For existing insurers, the incentives and drawbacks of participating in the exchanges will not become clear until the answers to the above questions become clear on a state-by-state basis. In general, though, the primary advantage of participating in an exchange is access to a potentially large market segment, especially if there are as many as 20 to 30 million new individual entrants, nationwide, from the ranks of today’s uninsured. Unless prevented by regulation, Medicaid insurers and health plans may see the exchanges as an opportunity to expand their business by appealing to those people receiving federal premium subsidies. Many of these people will likely move in and out of Medicaid eligibility and prefer not to change insurers frequently.3
Adverse selection is one of the risks facing exchanges, which could occur if the exchange population includes a higher proportion of less healthy people. A carrier operating both within and outside of an exchange will have to pool its experience; if its customers outside the exchange are lower-cost and those inside are higher-cost, premium rates will have to be averaged because the new law requires the same premium inside of and outside of the exchange. If a carrier chooses to operate only outside the exchange, and if it were able to attract lower-than-average risks than in an exchange, the carrier could offer lower-cost rates and have a competitive advantage over those carriers that operate in both markets.

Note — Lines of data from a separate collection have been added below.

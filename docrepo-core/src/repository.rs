//! CRUD and query operations over one collection, with soft-delete visibility.
//!
//! A [`DocumentRepository`] is bound for its lifetime to a model name (used in
//! logs and errors), a [`DocumentSchema`] used to validate writes, and a
//! collection name.
//!
//! Records carrying a date-typed `deleted_at` are soft-deleted: reads skip them
//! unless asked to include deleted records, and updates and deletes do not see
//! them by default. A hard delete removes the record from the store outright.
//!
//! Updates, soft deletes and restores are each a single filtered store-level
//! modification, so a concurrent delete between lookup and write cannot be
//! missed. Two concurrent updates to the same record still resolve as
//! last-write-wins per field.
//!
//! # Example
//!
//! ```ignore
//! use docrepo::{prelude::*, memory::InMemoryStore};
//! use bson::doc;
//!
//! let store = DocumentStore::new(InMemoryStore::new());
//! let exams = store.repository("Exam", DocumentSchema::permissive("ExamDocument"), "exams");
//!
//! let created = exams.create(doc! { "name": "Pop Quiz", "score": 99 }).await?;
//! exams.update(created.id(), doc! { "score": 22 }, false).await?;
//! exams.delete(created.id(), false).await?;
//! ```

use bson::{Bson, DateTime, Document, doc, ser::serialize_to_bson};
use serde::Serialize;

use crate::{
    backend::StoreBackend,
    error::{RepositoryError, RepositoryResult},
    identifier::Identifier,
    normalize::STORE_ID_FIELD,
    options::QueryOptions,
    query::FindRequest,
    record::Record,
    schema::{DELETED_AT_FIELD, DocumentSchema},
};

/// The predicate a live record's `deleted_at` satisfies: absent, or not a date.
pub fn live_predicate() -> Document {
    doc! { "$not": { "$type": "date" } }
}

/// Restricts `filter` to live records unless `include_deleted` is set.
///
/// A caller filter that already constrains `deleted_at` is kept and combined
/// with the visibility predicate through `$and`.
pub fn apply_visibility(mut filter: Document, include_deleted: bool) -> Document {
    if include_deleted {
        return filter;
    }

    if filter.contains_key(DELETED_AT_FIELD) {
        doc! {
            "$and": [
                filter,
                { DELETED_AT_FIELD: live_predicate() },
            ]
        }
    } else {
        filter.insert(DELETED_AT_FIELD, live_predicate());
        filter
    }
}

#[derive(Debug)]
pub struct DocumentRepository<'a, B: StoreBackend> {
    backend: &'a B,
    model: String,
    schema: DocumentSchema,
    collection: String,
}

impl<'a, B: StoreBackend> DocumentRepository<'a, B> {
    pub fn new(
        backend: &'a B,
        model: impl Into<String>,
        schema: DocumentSchema,
        collection: impl Into<String>,
    ) -> Self {
        Self {
            backend,
            model: model.into(),
            schema,
            collection: collection.into(),
        }
    }

    /// The model name this repository reports in logs and errors.
    pub fn model(&self) -> &str {
        &self.model
    }

    pub fn schema(&self) -> &DocumentSchema {
        &self.schema
    }

    pub fn collection(&self) -> &str {
        &self.collection
    }

    /// Validates `data` against the bound schema and inserts it.
    ///
    /// Returns the stored record, including its store-assigned identifier and
    /// any defaults the schema filled in.
    ///
    /// # Errors
    ///
    /// [`RepositoryError::Validation`] if `data` violates the schema or carries
    /// its own `_id`; [`RepositoryError::Backend`] if the insert fails.
    pub async fn create(&self, data: Document) -> RepositoryResult<Record> {
        tracing::info!(
            model = %self.model,
            collection = %self.collection,
            document = %self.schema.name,
            "creating new record"
        );
        tracing::debug!(data = %data, "create data");

        if data.contains_key(STORE_ID_FIELD) {
            return Err(RepositoryError::Validation(
                "identifiers are assigned by the store".to_string(),
            ));
        }
        let data = self.schema.validate(data)?;

        let id = self.backend
            .insert_document(data.clone(), &self.collection)
            .await?;
        tracing::debug!(id = %id, "saved record");

        Ok(Record::new(id, data))
    }

    /// Serializes `value` and creates a record from it.
    pub async fn create_from<T: Serialize>(&self, value: &T) -> RepositoryResult<Record> {
        match serialize_to_bson(value)? {
            Bson::Document(data) => self.create(data).await,
            other => Err(RepositoryError::Serialization(format!(
                "expected a document, got {:?}",
                other.element_type(),
            ))),
        }
    }

    /// Fetches a single record by identifier.
    ///
    /// # Errors
    ///
    /// [`RepositoryError::NotFound`] if no record has this identifier, or it is
    /// soft-deleted and `include_deleted` is false.
    pub async fn get(&self, id: impl Identifier, include_deleted: bool) -> RepositoryResult<Record> {
        let id = id.to_object_id()?;
        let filter = apply_visibility(doc! { STORE_ID_FIELD: id }, include_deleted);

        tracing::info!(model = %self.model, id = %id, include_deleted, "fetching record");
        tracing::debug!(filter = %filter, "get filter");

        match self.backend.find_one(filter, &self.collection).await? {
            Some(document) => Record::from_document(document),
            None => Err(RepositoryError::not_found(&self.model, id)),
        }
    }

    /// Finds all records matching `options`.
    ///
    /// An empty result is `Ok(vec![])`, never an error. The caller's options are
    /// not modified. Stored documents whose `_id` is not an `ObjectId`, such as
    /// ones written by other clients, are skipped with a warning.
    pub async fn query(
        &self,
        options: &QueryOptions,
        include_deleted: bool,
    ) -> RepositoryResult<Vec<Record>> {
        let request = FindRequest {
            filter: apply_visibility(options.filters.clone(), include_deleted),
            sort: options.sort.clone(),
            skip: options.skip,
            limit: options.effective_limit(),
            projection: options.projection.clone(),
        };

        tracing::info!(
            model = %self.model,
            collection = %self.collection,
            filter = %request.filter,
            "searching for records"
        );
        tracing::debug!(options = ?options, "query options");

        let documents = self.backend
            .find_documents(request, &self.collection)
            .await?;

        let mut records = Vec::with_capacity(documents.len());
        for document in documents {
            match Record::from_document(document) {
                Ok(record) => records.push(record),
                Err(err) => tracing::warn!(
                    model = %self.model,
                    collection = %self.collection,
                    error = %err,
                    "skipping stored document without an ObjectId identifier"
                ),
            }
        }
        tracing::debug!(count = records.len(), "query results");

        Ok(records)
    }

    /// Changes the listed fields of a record, leaving all others as they were.
    ///
    /// # Errors
    ///
    /// [`RepositoryError::NotFound`] under the same visibility rules as
    /// [`get`](Self::get); [`RepositoryError::Validation`] if a change violates
    /// the schema or touches `_id`.
    pub async fn update(
        &self,
        id: impl Identifier,
        fields: Document,
        include_deleted: bool,
    ) -> RepositoryResult<Record> {
        let id = id.to_object_id()?;

        if fields.contains_key(STORE_ID_FIELD) {
            return Err(RepositoryError::Validation(
                "the identifier of a record cannot be changed".to_string(),
            ));
        }
        self.schema.validate_partial(&fields)?;

        if fields.is_empty() {
            return self.get(id, include_deleted).await;
        }

        let filter = apply_visibility(doc! { STORE_ID_FIELD: id }, include_deleted);
        tracing::info!(model = %self.model, id = %id, "updating record");
        tracing::debug!(filter = %filter, set = %fields, "update");

        match self.backend
            .find_one_and_update(filter, fields, &self.collection)
            .await?
        {
            Some(document) => Record::from_document(document),
            None => Err(RepositoryError::not_found(&self.model, id)),
        }
    }

    /// Deletes a live record.
    ///
    /// By default the record is soft-deleted by stamping `deleted_at` with the
    /// current UTC time. With `hard` set it is removed from the store
    /// permanently. Returns `true` once the store reports the change.
    ///
    /// # Errors
    ///
    /// [`RepositoryError::NotFound`] if no live record has this identifier,
    /// including one that is already soft-deleted.
    pub async fn delete(&self, id: impl Identifier, hard: bool) -> RepositoryResult<bool> {
        let id = id.to_object_id()?;
        let filter = apply_visibility(doc! { STORE_ID_FIELD: id }, false);
        tracing::debug!(filter = %filter, "delete filter");

        if hard {
            tracing::info!(model = %self.model, id = %id, "deleting record");

            return match self.backend.delete_one(filter, &self.collection).await? {
                0 => Err(RepositoryError::not_found(&self.model, id)),
                _ => Ok(true),
            };
        }

        tracing::info!(model = %self.model, id = %id, "marking record deleted");
        let set = doc! { DELETED_AT_FIELD: DateTime::now() };

        match self.backend
            .find_one_and_update(filter, set, &self.collection)
            .await?
        {
            Some(_) => Ok(true),
            None => Err(RepositoryError::not_found(&self.model, id)),
        }
    }

    /// Brings a soft-deleted record back into default visibility.
    ///
    /// # Errors
    ///
    /// [`RepositoryError::NotFound`] if there is no soft-deleted record with
    /// this identifier.
    pub async fn restore(&self, id: impl Identifier) -> RepositoryResult<Record> {
        let id = id.to_object_id()?;
        let filter = doc! {
            STORE_ID_FIELD: id,
            DELETED_AT_FIELD: { "$type": "date" },
        };
        tracing::info!(model = %self.model, id = %id, "restoring record");

        match self.backend
            .find_one_and_update(filter, doc! { DELETED_AT_FIELD: Bson::Null }, &self.collection)
            .await?
        {
            Some(document) => Record::from_document(document),
            None => Err(RepositoryError::not_found(&self.model, id)),
        }
    }
}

For 2011, the immediate tasks around healthcare reform are to develop a strategy for meeting MLR requirements and dealing with any likely state objections to rate increases. But it will also be a time to think through critical questions for the medium term:
- Given the changing circumstances of the healthcare market in the era of reform, can your healthcare plan survive in the long run? If the answer to this is "No," then 2011 may be the year to plan your exit from the market.
- If the answer to the first question is "Yes," then what do you have to be especially good at doing in the future?

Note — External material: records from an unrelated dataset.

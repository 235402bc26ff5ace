//! In-memory document storage backend for docrepo.
//!
//! This crate provides a thread-safe, in-memory implementation of the `StoreBackend` trait.
//! It uses async-aware read-write locks for concurrent access and evaluates the same
//! Mongo-shaped filter documents a server-backed store would, which makes it suited
//! to development and tests.
//!
//! # Features
//!
//! - **Thread-safe access** - Concurrent reads and writes using async-aware RwLock
//! - **Filter evaluation** - Field operators plus `$and`, `$or` and `$nor`
//! - **Full query support** - Multi-key sorting, skip, limit and projection
//!
//! # Quick Start
//!
//! ```ignore
//! use docrepo::{prelude::*, memory::InMemoryStore};
//! use bson::doc;
//!
//! #[tokio::main]
//! async fn main() -> Result<(), Box<dyn std::error::Error>> {
//!     let store = DocumentStore::connect(InMemoryStore::builder()).await?;
//!     let users = store.repository("User", DocumentSchema::permissive("UserDocument"), "users");
//!
//!     let alice = users.create(doc! { "name": "Alice" }).await?;
//!     users.delete(alice.id(), false).await?;
//!
//!     Ok(())
//! }
//! ```

#[allow(unused_extern_crates)]
extern crate self as docrepo_memory;

pub mod store;
pub mod evaluator;

pub use store::{InMemoryStore, InMemoryStoreBuilder};
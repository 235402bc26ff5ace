//! Convenient re-exports of commonly used types from docrepo.
//!
//! ```ignore
//! use docrepo::prelude::*;
//! ```

pub use docrepo_core::{
    backend::{StoreBackend, StoreBackendBuilder},
    error::{RepositoryError, RepositoryResult},
    identifier::Identifier,
    options::{FilterDescriptor, QueryOptions, SortDescriptor},
    query::{FilterOperator, FindRequest, Sort, SortDirection},
    record::{FieldValue, Record},
    repository::DocumentRepository,
    schema::{DocumentSchema, FieldDef, FieldType},
    store::DocumentStore,
};
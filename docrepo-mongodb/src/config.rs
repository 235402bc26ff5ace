//! Connection settings loaded from environment variables.

use std::env;

use docrepo_core::error::RepositoryError;

use crate::store::MongoDbStoreBuilder;

pub const DEFAULT_DATABASE: &str = "docrepo";

/// MongoDB connection settings.
#[derive(Debug, Clone, PartialEq, Eq)]
pub struct MongoDbConfig {
    /// Connection string
    pub uri: String,
    /// Database holding the repository collections
    pub database: String,
}

impl MongoDbConfig {
    /// Load configuration from `MONGODB_URI` and `MONGODB_DATABASE`.
    pub fn from_env() -> Result<Self, ConfigError> {
        Self::from_lookup(|key| env::var(key).ok())
    }

    /// Load configuration through `lookup`, which resolves variable names to values.
    pub fn from_lookup<F>(lookup: F) -> Result<Self, ConfigError>
    where
        F: Fn(&str) -> Option<String>,
    {
        let uri = lookup("MONGODB_URI")
            .filter(|uri| !uri.trim().is_empty())
            .ok_or(ConfigError::MissingUri)?;

        let database = lookup("MONGODB_DATABASE")
            .filter(|database| !database.trim().is_empty())
            .unwrap_or_else(|| DEFAULT_DATABASE.to_string());

        Ok(Self { uri, database })
    }

    pub fn into_builder(self) -> MongoDbStoreBuilder {
        MongoDbStoreBuilder::new(&self.uri, &self.database)
    }
}

/// Configuration errors.
#[derive(Debug, thiserror::Error)]
pub enum ConfigError {
    #[error("MONGODB_URI environment variable is required")]
    MissingUri,
}

impl From<ConfigError> for RepositoryError {
    fn from(err: ConfigError) -> Self {
        RepositoryError::Initialization(err.to_string())
    }
}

- How can you start positioning your book of business not only for surviving under the new model, but for recognizing and seizing upon new opportunities?

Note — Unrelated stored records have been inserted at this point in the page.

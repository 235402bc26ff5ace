//! Filter evaluation for in-memory document matching.
//!
//! Filters are Mongo-shaped documents. Top-level keys are either field names,
//! whose condition is a literal (equality) or an operator document, or one of
//! the combinators `$and`, `$or` and `$nor`. Supported field operators are
//! `$eq $ne $gt $gte $lt $lte $in $nin $exists $not $type`.

use std::{cmp::Ordering, collections::HashMap};
use bson::{Bson, Document, datetime::DateTime, oid::ObjectId};

use docrepo_core::error::{RepositoryError, RepositoryResult};


/// Type-erased, comparable representation of BSON values.
///
/// Integers compare exactly as `i64`; a mix of integer and double compares as
/// f64, so `Int32(5)` equals `Double(5.0)`.
#[derive(Debug)]
pub(crate) enum Comparable<'a> {
    Null,
    Bool(bool),
    Integer(i64),
    Number(f64),
    DateTime(DateTime),
    String(&'a str),
    ObjectId(ObjectId),
    Array(Vec<Comparable<'a>>),
    Map(HashMap<&'a str, Comparable<'a>>),
    /// Any other BSON type, compared structurally.
    Other(&'a Bson),
}

impl<'a> From<&'a Bson> for Comparable<'a> {
    fn from(bson: &'a Bson) -> Self {
        match bson {
            Bson::Null => Comparable::Null,
            Bson::Boolean(value) => Comparable::Bool(*value),
            Bson::Int32(value) => Comparable::Integer(i64::from(*value)),
            Bson::Int64(value) => Comparable::Integer(*value),
            Bson::Double(value) => Comparable::Number(*value),
            Bson::DateTime(value) => Comparable::DateTime(*value),
            Bson::String(value) => Comparable::String(value),
            Bson::ObjectId(value) => Comparable::ObjectId(*value),
            Bson::Array(arr) => Comparable::Array(
                arr
                    .iter()
                    .map(Comparable::from)
                    .collect::<Vec<_>>()
            ),
            Bson::Document(doc) => Comparable::Map(
                doc
                    .iter()
                    .map(|(k, v)| (k.as_str(), Comparable::from(v)))
                    .collect::<HashMap<_, _>>()
            ),
            other => Comparable::Other(other),
        }
    }
}

impl<'a> Comparable<'a> {
    /// Rank of the value's type in the server's cross-type sort order:
    /// MinKey, null, numbers, strings, documents, arrays, binary, ObjectId,
    /// booleans, dates, timestamps, regular expressions, MaxKey.
    fn type_rank(&self) -> u8 {
        match self {
            Comparable::Other(Bson::MinKey) => 0,
            Comparable::Null | Comparable::Other(Bson::Undefined) => 1,
            Comparable::Integer(_) | Comparable::Number(_) | Comparable::Other(Bson::Decimal128(_)) => 2,
            Comparable::String(_) | Comparable::Other(Bson::Symbol(_)) => 3,
            Comparable::Map(_) => 4,
            Comparable::Array(_) => 5,
            Comparable::Other(Bson::Binary(_)) => 6,
            Comparable::ObjectId(_) => 7,
            Comparable::Bool(_) => 8,
            Comparable::DateTime(_) => 9,
            Comparable::Other(Bson::Timestamp(_)) => 10,
            Comparable::Other(Bson::RegularExpression(_)) => 11,
            Comparable::Other(Bson::MaxKey) => 13,
            Comparable::Other(_) => 12,
        }
    }

    /// Total order used for sorting: by type rank, then by value.
    pub(crate) fn sort_cmp(&self, other: &Self) -> Ordering {
        self.type_rank()
            .cmp(&other.type_rank())
            .then_with(|| self.partial_cmp(other).unwrap_or(Ordering::Equal))
    }
}

impl<'a> PartialEq for Comparable<'a> {
    fn eq(&self, other: &Self) -> bool {
        match (self, other) {
            (Comparable::Null, Comparable::Null) => true,
            (Comparable::Bool(a), Comparable::Bool(b)) => a == b,
            (Comparable::Integer(a), Comparable::Integer(b)) => a == b,
            (Comparable::Integer(a), Comparable::Number(b)) => (*a as f64) == *b,
            (Comparable::Number(a), Comparable::Integer(b)) => *a == (*b as f64),
            (Comparable::Number(a), Comparable::Number(b)) => a == b,
            (Comparable::DateTime(a), Comparable::DateTime(b)) => a == b,
            (Comparable::String(a), Comparable::String(b)) => a == b,
            (Comparable::ObjectId(a), Comparable::ObjectId(b)) => a == b,
            (Comparable::Array(a), Comparable::Array(b)) => a == b,
            (Comparable::Map(a), Comparable::Map(b)) => a == b,
            (Comparable::Other(a), Comparable::Other(b)) => a == b,
            _ => false,
        }
    }
}

impl<'a> PartialOrd for Comparable<'a> {
    fn partial_cmp(&self, other: &Self) -> Option<Ordering> {
        match (self, other) {
            (Comparable::Bool(a), Comparable::Bool(b)) => a.partial_cmp(b),
            (Comparable::Integer(a), Comparable::Integer(b)) => a.partial_cmp(b),
            (Comparable::Integer(a), Comparable::Number(b)) => (*a as f64).partial_cmp(b),
            (Comparable::Number(a), Comparable::Integer(b)) => a.partial_cmp(&(*b as f64)),
            (Comparable::Number(a), Comparable::Number(b)) => a.partial_cmp(b),
            (Comparable::DateTime(a), Comparable::DateTime(b)) => a.partial_cmp(b),
            (Comparable::String(a), Comparable::String(b)) => a.partial_cmp(b),
            (Comparable::ObjectId(a), Comparable::ObjectId(b)) => a.partial_cmp(b),
            _ => None,
        }
    }
}


pub(crate) struct DocumentEvaluator<'a> {
    document: &'a Document,
}

impl<'a> DocumentEvaluator<'a> {
    pub fn new(document: &'a Document) -> Self {
        Self { document }
    }

    /// Returns `true` if the document satisfies every clause of `filter`.
    pub fn evaluate(&self, filter: &Document) -> RepositoryResult<bool> {
        for (key, condition) in filter {
            let matched = match key.as_str() {
                "$and" => {
                    let mut all = true;
                    for clause in clauses(key, condition)? {
                        if !self.evaluate(clause)? {
                            all = false;
                            break;
                        }
                    }
                    all
                },
                "$or" => {
                    let mut any = false;
                    for clause in clauses(key, condition)? {
                        if self.evaluate(clause)? {
                            any = true;
                            break;
                        }
                    }
                    any
                },
                "$nor" => {
                    let mut none = true;
                    for clause in clauses(key, condition)? {
                        if self.evaluate(clause)? {
                            none = false;
                            break;
                        }
                    }
                    none
                },
                op if op.starts_with('$') => return Err(unsupported(op)),
                field => matches_condition(self.document.get(field), condition)?,
            };

            if !matched {
                return Ok(false);
            }
        }

        Ok(true)
    }

    pub fn filter_documents(
        documents: impl IntoIterator<Item = &'a Document>,
        filter: &Document,
    ) -> RepositoryResult<Vec<&'a Document>> {
        let mut matched = Vec::new();

        for document in documents {
            if DocumentEvaluator::new(document).evaluate(filter)? {
                matched.push(document);
            }
        }

        Ok(matched)
    }
}

fn clauses<'f>(key: &str, condition: &'f Bson) -> RepositoryResult<Vec<&'f Document>> {
    condition
        .as_array()
        .ok_or_else(|| RepositoryError::Backend(format!("{} requires an array of filters", key)))?
        .iter()
        .map(|clause| {
            clause
                .as_document()
                .ok_or_else(|| RepositoryError::Backend(format!("{} clauses must be documents", key)))
        })
        .collect()
}

fn unsupported(op: &str) -> RepositoryError {
    RepositoryError::Backend(format!("unsupported query operator {}", op))
}

fn is_operator_document(condition: &Bson) -> Option<&Document> {
    match condition {
        Bson::Document(doc) if !doc.is_empty() && doc.keys().all(|k| k.starts_with('$')) => Some(doc),
        _ => None,
    }
}

fn matches_condition(value: Option<&Bson>, condition: &Bson) -> RepositoryResult<bool> {
    let Some(operators) = is_operator_document(condition) else {
        return Ok(equals(value, condition));
    };

    for (op, operand) in operators {
        if !apply_operator(value, op, operand)? {
            return Ok(false);
        }
    }

    Ok(true)
}

fn apply_operator(value: Option<&Bson>, op: &str, operand: &Bson) -> RepositoryResult<bool> {
    Ok(match op {
        "$eq" => equals(value, operand),
        "$ne" => !equals(value, operand),
        "$gt" | "$gte" | "$lt" | "$lte" => match value {
            Some(Bson::Array(items)) if !matches!(operand, Bson::Array(_)) => items
                .iter()
                .any(|item| in_range(op, item, operand)),
            Some(value) => in_range(op, value, operand),
            None => false,
        },
        "$in" => members(op, operand)?
            .iter()
            .any(|candidate| equals(value, candidate)),
        "$nin" => !members(op, operand)?
            .iter()
            .any(|candidate| equals(value, candidate)),
        "$exists" => value.is_some() == truthy(operand),
        "$not" => match operand {
            Bson::Document(_) => !matches_condition(value, operand)?,
            _ => return Err(RepositoryError::Backend("$not requires an operator document".to_string())),
        },
        "$type" => match value {
            Some(value) => has_type(value, operand)?,
            None => false,
        },
        other => return Err(unsupported(other)),
    })
}

/// Equality with array-element matching: an array field equals a scalar it contains.
fn equals(value: Option<&Bson>, operand: &Bson) -> bool {
    match value {
        None => matches!(operand, Bson::Null),
        Some(value) => {
            let left = Comparable::from(value);
            let right = Comparable::from(operand);

            if left == right {
                return true;
            }

            match (&left, &right) {
                (Comparable::Array(items), scalar) if !matches!(scalar, Comparable::Array(_)) => {
                    items.iter().any(|item| item == scalar)
                },
                _ => false,
            }
        },
    }
}

/// Applies a range operator to one value. Values of different types never match.
fn in_range(op: &str, value: &Bson, operand: &Bson) -> bool {
    Comparable::from(value)
        .partial_cmp(&Comparable::from(operand))
        .map(|ordering| match op {
            "$gt" => ordering == Ordering::Greater,
            "$gte" => ordering != Ordering::Less,
            "$lt" => ordering == Ordering::Less,
            _ => ordering != Ordering::Greater,
        })
        .unwrap_or(false)
}

fn members<'o>(op: &str, operand: &'o Bson) -> RepositoryResult<&'o Vec<Bson>> {
    operand
        .as_array()
        .ok_or_else(|| RepositoryError::Backend(format!("{} requires an array", op)))
}

fn truthy(operand: &Bson) -> bool {
    match operand {
        Bson::Boolean(b) => *b,
        Bson::Int32(n) => *n != 0,
        Bson::Int64(n) => *n != 0,
        Bson::Double(n) => *n != 0.0,
        Bson::Null => false,
        _ => true,
    }
}

fn has_type(value: &Bson, operand: &Bson) -> RepositoryResult<bool> {
    let alias = match operand {
        Bson::String(alias) => alias.as_str(),
        Bson::Int32(9) | Bson::Int64(9) => "date",
        Bson::Int32(2) | Bson::Int64(2) => "string",
        Bson::Int32(7) | Bson::Int64(7) => "objectId",
        Bson::Int32(10) | Bson::Int64(10) => "null",
        _ => return Err(RepositoryError::Backend(format!("unsupported $type operand {}", operand))),
    };

    Ok(match alias {
        "date" => matches!(value, Bson::DateTime(_)),
        "string" => matches!(value, Bson::String(_)),
        "objectId" => matches!(value, Bson::ObjectId(_)),
        "null" => matches!(value, Bson::Null),
        "bool" => matches!(value, Bson::Boolean(_)),
        "int" => matches!(value, Bson::Int32(_)),
        "long" => matches!(value, Bson::Int64(_)),
        "double" => matches!(value, Bson::Double(_)),
        "number" => matches!(value, Bson::Int32(_) | Bson::Int64(_) | Bson::Double(_)),
        "array" => matches!(value, Bson::Array(_)),
        "object" => matches!(value, Bson::Document(_)),
        "timestamp" => matches!(value, Bson::Timestamp(_)),
        other => return Err(RepositoryError::Backend(format!("unsupported $type alias {}", other))),
    })
}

Changes to the legislation? Finally, the changing political climate in the wake of the 2010 midterm elections and the ruling in Virginia that found the individual mandate unconstitutional—not to mention other pending litigation—introduces a new element of uncertainty. It appears that the PPACA may undergo some modifications—not only as a result of court rulings but also potentially as a result of changes to PPACA funding at the Congressional level—but it is not clear what the changes will be. Moreover, currently pending legal cases brought by a number of states may result in the invalidation of the individual mandate—or even a court-ordered enjoinment of the entire reform program while the cases make their way through the appellate courts, which could take as long as two years.4 In addition, many of the provisions discussed in this paper—specifically, premium rate regulation and health insurance exchanges—are intended to be implemented at the state level; the political environment in some states is such that moving forward with that implementation may be unlikely.
In these circumstances, companies and plans need to be nimble and on top of any changes that develop. Some of the law's provisions could change quickly, and a company that's slow to react may find itself caught going the wrong way.